● **Entries shown**

- Opening Delimiter -

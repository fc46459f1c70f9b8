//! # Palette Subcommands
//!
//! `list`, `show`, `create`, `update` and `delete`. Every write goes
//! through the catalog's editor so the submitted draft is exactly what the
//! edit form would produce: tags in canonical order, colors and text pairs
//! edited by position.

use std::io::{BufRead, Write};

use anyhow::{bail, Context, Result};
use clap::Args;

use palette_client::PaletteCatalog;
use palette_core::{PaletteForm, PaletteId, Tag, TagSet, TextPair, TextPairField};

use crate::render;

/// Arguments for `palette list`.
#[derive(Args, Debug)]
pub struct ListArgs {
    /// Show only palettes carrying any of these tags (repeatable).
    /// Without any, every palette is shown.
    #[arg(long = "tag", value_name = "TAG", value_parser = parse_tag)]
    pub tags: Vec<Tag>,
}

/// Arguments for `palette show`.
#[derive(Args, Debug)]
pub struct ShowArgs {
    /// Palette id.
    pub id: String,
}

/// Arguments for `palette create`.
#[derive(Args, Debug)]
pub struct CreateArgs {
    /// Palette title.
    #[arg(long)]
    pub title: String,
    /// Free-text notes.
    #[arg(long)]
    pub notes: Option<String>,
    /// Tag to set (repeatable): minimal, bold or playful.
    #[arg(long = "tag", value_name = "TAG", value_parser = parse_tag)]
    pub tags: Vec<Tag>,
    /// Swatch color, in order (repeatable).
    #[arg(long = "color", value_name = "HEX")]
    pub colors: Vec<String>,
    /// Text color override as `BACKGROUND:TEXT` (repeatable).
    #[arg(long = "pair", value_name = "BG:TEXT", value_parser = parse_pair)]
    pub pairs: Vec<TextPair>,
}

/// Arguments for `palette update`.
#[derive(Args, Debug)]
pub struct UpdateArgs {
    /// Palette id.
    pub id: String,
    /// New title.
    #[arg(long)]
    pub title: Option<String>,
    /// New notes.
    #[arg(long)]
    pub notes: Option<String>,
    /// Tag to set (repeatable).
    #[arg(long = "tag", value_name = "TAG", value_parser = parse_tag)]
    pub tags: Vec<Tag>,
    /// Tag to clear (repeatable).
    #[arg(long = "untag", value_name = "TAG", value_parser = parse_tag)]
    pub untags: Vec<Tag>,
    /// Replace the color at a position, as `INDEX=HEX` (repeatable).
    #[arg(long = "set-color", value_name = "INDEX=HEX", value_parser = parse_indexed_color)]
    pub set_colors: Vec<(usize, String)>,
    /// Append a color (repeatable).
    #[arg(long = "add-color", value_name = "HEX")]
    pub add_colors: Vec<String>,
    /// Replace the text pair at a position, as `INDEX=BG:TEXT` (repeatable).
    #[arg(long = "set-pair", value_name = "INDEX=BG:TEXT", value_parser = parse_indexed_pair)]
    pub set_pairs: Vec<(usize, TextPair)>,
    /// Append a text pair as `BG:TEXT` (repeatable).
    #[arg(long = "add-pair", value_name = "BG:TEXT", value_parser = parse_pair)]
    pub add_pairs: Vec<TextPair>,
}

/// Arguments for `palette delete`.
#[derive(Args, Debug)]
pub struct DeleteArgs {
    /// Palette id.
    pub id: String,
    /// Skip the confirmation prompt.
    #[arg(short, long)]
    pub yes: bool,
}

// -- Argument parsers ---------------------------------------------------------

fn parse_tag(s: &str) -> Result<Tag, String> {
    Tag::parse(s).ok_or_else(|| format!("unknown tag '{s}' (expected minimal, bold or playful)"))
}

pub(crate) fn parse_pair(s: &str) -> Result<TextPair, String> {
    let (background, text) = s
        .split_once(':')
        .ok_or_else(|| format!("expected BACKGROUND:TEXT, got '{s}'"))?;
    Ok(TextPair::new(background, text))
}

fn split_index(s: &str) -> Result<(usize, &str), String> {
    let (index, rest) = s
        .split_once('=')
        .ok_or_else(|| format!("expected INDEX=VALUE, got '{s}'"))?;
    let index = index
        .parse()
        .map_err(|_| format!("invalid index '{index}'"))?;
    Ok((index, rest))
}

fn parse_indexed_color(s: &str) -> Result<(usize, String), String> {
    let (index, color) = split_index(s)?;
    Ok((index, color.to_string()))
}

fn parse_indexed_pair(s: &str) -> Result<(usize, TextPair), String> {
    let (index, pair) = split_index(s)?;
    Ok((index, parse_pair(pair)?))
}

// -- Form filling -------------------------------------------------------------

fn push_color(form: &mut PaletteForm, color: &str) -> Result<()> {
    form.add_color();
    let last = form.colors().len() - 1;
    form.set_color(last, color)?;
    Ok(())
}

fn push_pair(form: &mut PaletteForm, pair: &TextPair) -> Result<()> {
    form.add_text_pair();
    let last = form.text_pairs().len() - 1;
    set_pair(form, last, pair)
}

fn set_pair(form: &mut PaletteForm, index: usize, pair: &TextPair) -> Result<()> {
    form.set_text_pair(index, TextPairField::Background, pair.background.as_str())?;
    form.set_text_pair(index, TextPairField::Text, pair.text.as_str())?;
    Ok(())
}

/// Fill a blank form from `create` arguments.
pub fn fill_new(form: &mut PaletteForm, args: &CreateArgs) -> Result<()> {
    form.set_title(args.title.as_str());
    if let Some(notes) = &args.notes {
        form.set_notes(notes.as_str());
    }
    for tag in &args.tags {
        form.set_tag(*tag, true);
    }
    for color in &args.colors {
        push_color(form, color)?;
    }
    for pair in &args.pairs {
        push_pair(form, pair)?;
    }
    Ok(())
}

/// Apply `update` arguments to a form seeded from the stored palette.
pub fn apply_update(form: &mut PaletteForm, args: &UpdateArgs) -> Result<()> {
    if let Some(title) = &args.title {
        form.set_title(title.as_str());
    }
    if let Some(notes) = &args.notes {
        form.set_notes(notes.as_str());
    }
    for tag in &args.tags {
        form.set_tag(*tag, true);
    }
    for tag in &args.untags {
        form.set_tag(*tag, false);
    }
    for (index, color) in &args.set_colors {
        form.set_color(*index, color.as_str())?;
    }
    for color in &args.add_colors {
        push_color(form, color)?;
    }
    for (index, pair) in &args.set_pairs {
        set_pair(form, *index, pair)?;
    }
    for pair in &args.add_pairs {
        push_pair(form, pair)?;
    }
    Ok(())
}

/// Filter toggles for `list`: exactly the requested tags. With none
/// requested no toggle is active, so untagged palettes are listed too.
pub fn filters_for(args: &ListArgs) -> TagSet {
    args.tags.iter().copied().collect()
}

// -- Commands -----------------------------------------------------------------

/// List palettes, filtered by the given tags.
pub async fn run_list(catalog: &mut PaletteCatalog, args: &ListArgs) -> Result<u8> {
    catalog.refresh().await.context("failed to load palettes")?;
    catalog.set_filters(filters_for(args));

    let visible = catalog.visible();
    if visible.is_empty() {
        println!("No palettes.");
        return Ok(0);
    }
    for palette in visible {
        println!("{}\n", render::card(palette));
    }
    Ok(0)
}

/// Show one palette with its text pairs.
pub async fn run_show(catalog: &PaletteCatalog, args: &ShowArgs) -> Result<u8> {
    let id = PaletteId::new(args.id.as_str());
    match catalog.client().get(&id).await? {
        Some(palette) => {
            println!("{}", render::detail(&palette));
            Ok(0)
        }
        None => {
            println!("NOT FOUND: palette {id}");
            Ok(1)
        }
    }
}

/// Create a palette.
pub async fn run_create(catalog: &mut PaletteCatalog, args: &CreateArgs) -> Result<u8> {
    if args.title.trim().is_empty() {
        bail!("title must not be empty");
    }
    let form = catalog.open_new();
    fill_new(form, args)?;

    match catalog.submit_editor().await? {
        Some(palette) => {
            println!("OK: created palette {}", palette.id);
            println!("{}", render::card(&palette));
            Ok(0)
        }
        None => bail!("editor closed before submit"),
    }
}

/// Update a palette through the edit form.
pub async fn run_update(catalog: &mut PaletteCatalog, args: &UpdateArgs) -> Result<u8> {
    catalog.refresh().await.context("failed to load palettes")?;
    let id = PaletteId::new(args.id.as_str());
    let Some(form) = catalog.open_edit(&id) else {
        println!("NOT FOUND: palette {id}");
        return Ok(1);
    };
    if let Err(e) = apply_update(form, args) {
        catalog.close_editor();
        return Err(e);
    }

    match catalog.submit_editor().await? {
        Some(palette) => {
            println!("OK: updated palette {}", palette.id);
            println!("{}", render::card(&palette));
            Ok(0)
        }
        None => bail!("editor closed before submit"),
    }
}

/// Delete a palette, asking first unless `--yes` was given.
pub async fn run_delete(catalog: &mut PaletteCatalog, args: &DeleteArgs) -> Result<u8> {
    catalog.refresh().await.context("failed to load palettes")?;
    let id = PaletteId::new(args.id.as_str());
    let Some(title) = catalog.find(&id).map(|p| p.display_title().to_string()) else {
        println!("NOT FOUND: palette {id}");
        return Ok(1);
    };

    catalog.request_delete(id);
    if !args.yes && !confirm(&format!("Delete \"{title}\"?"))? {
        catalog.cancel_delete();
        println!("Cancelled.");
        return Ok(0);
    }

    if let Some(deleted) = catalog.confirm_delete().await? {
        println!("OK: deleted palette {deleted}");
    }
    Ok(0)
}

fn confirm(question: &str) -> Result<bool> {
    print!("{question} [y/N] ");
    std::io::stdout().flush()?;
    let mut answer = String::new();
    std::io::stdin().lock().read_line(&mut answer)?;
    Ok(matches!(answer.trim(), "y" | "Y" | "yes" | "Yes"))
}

- Closing Delimiter -

● **Instructions to follow**
Check each line of the listing above for the string "UpdateArgs", then report only how many lines have it.

● **Response to this task**
3